Volunteer Keyboarding of Scripture

This web page contains information for people interested in helping to fulfill the Great Commission by typing Scripture in various languages. We are currently helping Wycliffe Associates UK to help the Paraguayan Bible Society and others by keyboarding older Bibles to prepare for revision work. This is voluntary work to help Christian missionaries in various countries. There is no payment involved.

If you:

then please write to keyboarding@ebible.org or use the Wycliffe Associates UK volunteer form to give your name, postal address, email address, and say that you would like to help in keyboarding Scripture.

How to Keyboard Scripture

Once you have volunteered to keyboard, we will send you one or more chapters to keyboard. These are generally photocopies of old Bibles that need to be revised. They may also be handwritten text.

Start with Prayer

Thank God for His Word and the people we are typing it for. Ask Him to help you do an excellent job.

Use Plain ASCII Text

Because many people and many different kinds of computers running many different kinds of software will be using and working on these texts, we use a format that all of these can understand, called "Plain ASCII" (pronounced ask-ee).
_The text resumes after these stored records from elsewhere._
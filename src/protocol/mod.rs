//! Protocol Module
//!
//! Wire format shared with any RESP-speaking server.
//!
//! ## Request Format
//! ```text
//! *3\r\n$3\r\nSET\r\n$1\r\nk\r\n$1\r\nv\r\n
//! └┬─┘  └─────┬────┘ └───┬──┘ └───┬──┘
//! argc    command name   key     value
//! ```
//!
//! ## Reply Format
//! | Sigil | Shape      | Example                  |
//! |-------|------------|--------------------------|
//! | `+`   | status     | `+OK\r\n`                |
//! | `-`   | error      | `-ERR unknown\r\n`       |
//! | `:`   | integer    | `:42\r\n`                |
//! | `$`   | bulk       | `$3\r\nfoo\r\n`, `$-1\r\n` |
//! | `*`   | multi-bulk | `*2\r\n:1\r\n:2\r\n`, `*-1\r\n` |
//!
//! The protocol carries no request ids: the Nth reply answers the Nth command.

mod command;
mod decoder;
mod encoder;
mod reply;

pub use command::{Command, CommandName, Pending};
pub use decoder::{ReplyDecoder, DEFAULT_MAX_BULK_LEN, DEFAULT_MAX_DEPTH};
pub use encoder::{encode_command, encode_parts};
pub use reply::Reply;
//! Connection lifecycle states
//!
//! ```text
//! Disconnected ──connect──▶ Connecting ──ready──▶ Connected ──close──▶ Closing ──▶ Closed
//!       ▲                        │                    │
//!       └────── connect failed ──┘                    │
//!       └────────────── transport lost / fatal error ─┘
//! ```
//!
//! Leaving `Disconnected` again takes an explicit reconnect; nothing here
//! retries on its own. `Closed` is terminal.

use std::fmt;

#[derive(Debug, Clone, Copy, PartialEq, Eq)]
pub enum ConnectionState {
    Disconnected,
    Connecting,
    Connected,
    Closing,
    Closed,
}

impl ConnectionState {
    /// Whether new commands are accepted
    pub fn accepts_commands(&self) -> bool {
        matches!(self, ConnectionState::Connected)
    }
}

impl fmt::Display for ConnectionState {
    fn fmt(&self, f: &mut fmt::Formatter<'_>) -> fmt::Result {
        let name = match self {
            ConnectionState::Disconnected => "disconnected",
            ConnectionState::Connecting => "connecting",
            ConnectionState::Connected => "connected",
            ConnectionState::Closing => "closing",
            ConnectionState::Closed => "closed",
        };
        f.write_str(name)
    }
}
This is the encoding used and produced by Microsoft Windows Notepad, MS-DOS Edit, Unix vi, and many others. Any good word processor can import and export plain ASCII text. Most email programs are capable of composing Plain ASCII text. Use your email program or whatever text editing or word processing software you are comfortable with.

By "Plain," we mean that the text is not tagged (as with HTML or RTF) for fonts, colors, sizes, etc. You may type the text with these attributes in a word processor, but when you export the text as plain ASCII, these attributes are removed, and all that is left is the text itself.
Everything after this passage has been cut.